Kembali ke suatu siang pada musim panas 2014. Alhambra dengan keindahan dan beribu hikmah dalam historinya membuat saya terpesona dan mengambil banyak pelajaran. Dengan suhu di atas 35 derajat celcius, mengelilingi komplek Alhambra merupakan suatu perjalanan yang menantang. Baru sebentar sudah terasa haus dan ingin mencari tempat untuk sekadar duduk dan berteduh. Untungnya hal tersebut terfasilitasi dengan baik karena di komplek Alhambra terdapat cukup banyak kran air siap minum.
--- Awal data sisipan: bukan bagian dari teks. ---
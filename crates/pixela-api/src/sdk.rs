use crate::client::PixelaClient;
use crate::errors::Result;
use crate::graphs::GraphsClient;
use crate::pixel::PixelClient;

/// Main SDK struct for Pixela
///
/// Owns one configured client and hands out the resource clients that
/// share it.
pub struct Pixela {
    api_client: PixelaClient,
}

impl Pixela {
    /// Create a new Pixela instance for a username/token pair
    pub fn new(username: impl Into<String>, token: impl Into<String>) -> Self {
        Self {
            api_client: PixelaClient::new(username, token),
        }
    }

    /// Create from environment variables
    pub fn from_env() -> Result<Self> {
        Ok(Self {
            api_client: PixelaClient::from_env()?,
        })
    }

    /// Wrap an already-configured client
    pub fn with_client(api_client: PixelaClient) -> Self {
        Self { api_client }
    }

    /// Resource client for graph definitions
    pub fn graphs(&self) -> GraphsClient<'_> {
        GraphsClient::new(&self.api_client)
    }

    /// Resource client for daily pixel records
    pub fn pixel(&self) -> PixelClient<'_> {
        PixelClient::new(&self.api_client)
    }

    /// Borrow the underlying transport client
    pub fn client(&self) -> &PixelaClient {
        &self.api_client
    }
}
//! Record today's effort on a graph and print where it stands.
//!
//! Reads `PIXELA_USERNAME` and `PIXELA_USER_TOKEN` from the environment:
//!
//! ```sh
//! cargo run --example streak -- reading-streak
//! ```

use chrono::Utc;
use pixela_api::{GraphColor, GraphType, Pixela};

#[tokio::main]
async fn main() -> anyhow::Result<()> {
    let graph_id = std::env::args()
        .nth(1)
        .unwrap_or_else(|| "reading-streak".to_string());

    let pixela = Pixela::from_env()?;
    let graphs = pixela.graphs();

    // Create the graph on first use; an existing id is fine.
    let existing = graphs.list().await?;
    if !existing.iter().any(|g| g.id == graph_id) {
        graphs
            .create(
                &graph_id,
                "Pages read",
                "pages",
                GraphType::Int,
                GraphColor::Shibafu,
                Some("UTC"),
                None,
            )
            .await?;
        println!("created graph {graph_id}");
    }

    let today = Utc::now().date_naive();
    pixela.pixel().create(&graph_id, today, 10, None).await?;

    let stats = graphs.stats(&graph_id).await?;
    println!(
        "{} days recorded, {} pages total, {} today",
        stats.total_pixels_count, stats.total_quantity, stats.todays_quantity
    );
    println!("details: {}", graphs.details_url(&graph_id));

    Ok(())
}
Selain itu, kita juga bisa menemui kursi-kursi yang disediakan untuk beristirahat sejenak.

Sore hari, saat kami baru kembali dari Alcazaba, kami melihat antrean untuk masuk Nasrid Palace masih mengular. Kami yang tak punya tiket masuk hanya melihat sambil lalu. Dalam hati, mungkin ada hikmahnya juga kami tidak mendapat tiket masuk ke sana. Karena ternyata mengelilingi Generalife dan Alcazaba saja sudah cukup menguras tenaga. Meskipun ada terbersit rasa sesal, biarlah saya berimaji tentang Nasrid Palace dari buku dan artikel yang saya baca, juga dari foto-foto para pejalan yang sempat menyambanginya.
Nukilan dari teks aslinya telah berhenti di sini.